Task-Agnostic Morphology Evolution
Donald J. Hejna III, Pieter Abbeel, Lerrel Pinto

TL;DR
This paper introduces TAME, a task-agnostic method for evolving agent morphologies using an information-theoretic objective, enabling generalization across tasks without reward-based optimization.
Contribution
TAME is a novel approach that evolves morphologies without task-specific rewards, promoting generalization and reducing optimization costs.
Findings
TAME matches multi-task performance of reward-based methods.
Effective across 2D, 3D, and manipulation environments.

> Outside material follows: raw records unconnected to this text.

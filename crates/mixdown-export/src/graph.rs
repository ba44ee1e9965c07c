//! Seams between the handler and the audio it renders.

use crate::error::Result;
use mixdown_core::{AnalysisResults, FileSpec, SamplePos, Timespan};
use std::sync::Arc;

/// Source of session audio, addressed by port name.
pub trait PortReader: Send + Sync {
    /// Fill `out` with the samples of `port` starting at timeline sample
    /// `position`. Unknown ports and positions past the end read as silence.
    fn read(&self, port: &str, position: SamplePos, out: &mut [f32]);
}

/// Renders the FileSpecs of one timespan.
///
/// The handler drives a graph through one lifecycle per timespan:
/// `reset`, `add_config` for every FileSpec, repeated `process` calls until
/// `last_cycle`, then `post_process` until it reports completion when
/// [`needs_postprocessing`](RenderGraph::needs_postprocessing) is set.
pub trait RenderGraph: Send {
    /// Tear down every registered config. Files being written are closed.
    fn reset(&mut self);

    fn add_config(&mut self, timespan: &Arc<Timespan>, file_spec: &FileSpec) -> Result<()>;

    /// Consume `nframes` samples starting at `position`. Returns frames consumed.
    fn process(&mut self, position: SamplePos, nframes: usize, last_cycle: bool) -> Result<usize>;

    fn needs_postprocessing(&self) -> bool;

    /// Expected number of `post_process` calls, for progress display.
    fn postprocess_cycles(&self) -> u64;

    /// One unit of postprocessing. Returns `true` once everything is written.
    fn post_process(&mut self) -> Result<bool>;

    /// Analysis gathered since the last call.
    fn take_analysis(&mut self) -> AnalysisResults;
}
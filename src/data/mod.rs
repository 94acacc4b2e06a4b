//! Data structures for highly variable gene selection.

mod annotated;
mod expression_matrix;
mod metadata;
mod reductions;
mod result;

pub use annotated::{AnnotatedMatrix, Log1pInfo, VarColumn};
pub use expression_matrix::{ExpressionMatrix, MatrixData};
pub use metadata::{BatchLabels, CellMetadata, Variable, VariableType};
pub use reductions::GeneReductions;
pub use result::{GeneStats, HvgSummary, HvgTable};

Evolves diverse, task-agnostic morphologies.
Abstract
Deep reinforcement learning primarily focuses on learning behavior, usually overlooking the fact that an agent's function is largely determined by form. So, how should one go about finding a morphology fit for solving tasks in a given environment? Current approaches that co-adapt morphology and behavior use a specific task's reward as a signal for morphology optimization. However, this often requires expensive policy optimization and results in task-dependent morphologies that are not built to generalize. In this work, we propose a new approach, Task-Agnostic Morphology Evolution (TAME), to alleviate both of these issues. Without any task or reward specification, TAME evolves morphologies by only applying randomly sampled action primitives on a population of agents. This is accomplished using an information-theoretic objective that efficiently ranks agents by their ability to reach…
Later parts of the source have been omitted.